• Information provided:
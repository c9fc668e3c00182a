//! Physical cache slots.
//!
//! A [`Slot`] is one resident position: a reference bit plus the value loaded
//! for whichever key currently owns the position. Slots are numbered by a
//! [`SlotId`] that is handed out once, in order, while the cache fills, and is
//! then recycled only by eviction: the evicted key's id passes to the key that
//! is loaded next. An external fixed-size store can therefore be addressed by
//! `SlotId` instead of by key.
//!
//! The reference bit is an `AtomicBool` so that hits can set it while holding
//! only the shared tier of the cache lock. Structural changes (value swaps,
//! bit clears during replacement) happen under the exclusive tier, so
//! `Relaxed` ordering is sufficient: the lock provides the happens-before edge.
use std::fmt;
use std::sync::atomic::{AtomicBool, Ordering};

/// Stable identifier of a physical cache slot.
///
/// Ids are dense: a cache of capacity `c` only ever uses `0..c`.
#[derive(Debug, Clone, Copy, PartialEq, Eq, Hash, PartialOrd, Ord)]
pub struct SlotId(pub(crate) usize);

impl SlotId {
    /// Returns the slot number as an index into an external store.
    #[inline]
    pub fn index(self) -> usize {
        self.0
    }
}

impl fmt::Display for SlotId {
    fn fmt(&self, f: &mut fmt::Formatter<'_>) -> fmt::Result {
        write!(f, "{}", self.0)
    }
}

impl From<SlotId> for usize {
    fn from(id: SlotId) -> Self {
        id.0
    }
}

/// One resident cache position.
#[derive(Debug)]
pub(crate) struct Slot<V> {
    referenced: AtomicBool,
    value: Option<V>,
}

impl<V> Slot<V> {
    pub(crate) fn new() -> Self {
        Self {
            referenced: AtomicBool::new(false),
            value: None,
        }
    }

    #[inline]
    pub(crate) fn is_referenced(&self) -> bool {
        self.referenced.load(Ordering::Relaxed)
    }

    /// Sets the reference bit. Safe to race with other hits.
    #[inline]
    pub(crate) fn mark_referenced(&self) {
        self.referenced.store(true, Ordering::Relaxed);
    }

    #[inline]
    pub(crate) fn clear_referenced(&self) {
        self.referenced.store(false, Ordering::Relaxed);
    }

    #[inline]
    pub(crate) fn value(&self) -> Option<&V> {
        self.value.as_ref()
    }

    /// Moves the value out, leaving the slot empty for its next owner.
    #[inline]
    pub(crate) fn take_value(&mut self) -> Option<V> {
        self.value.take()
    }

    #[inline]
    pub(crate) fn set_value(&mut self, value: Option<V>) {
        self.value = value;
    }
}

• Problem details: For each line above that contains "crate", add one to a count, then state only the final number.

• Exercise response: 9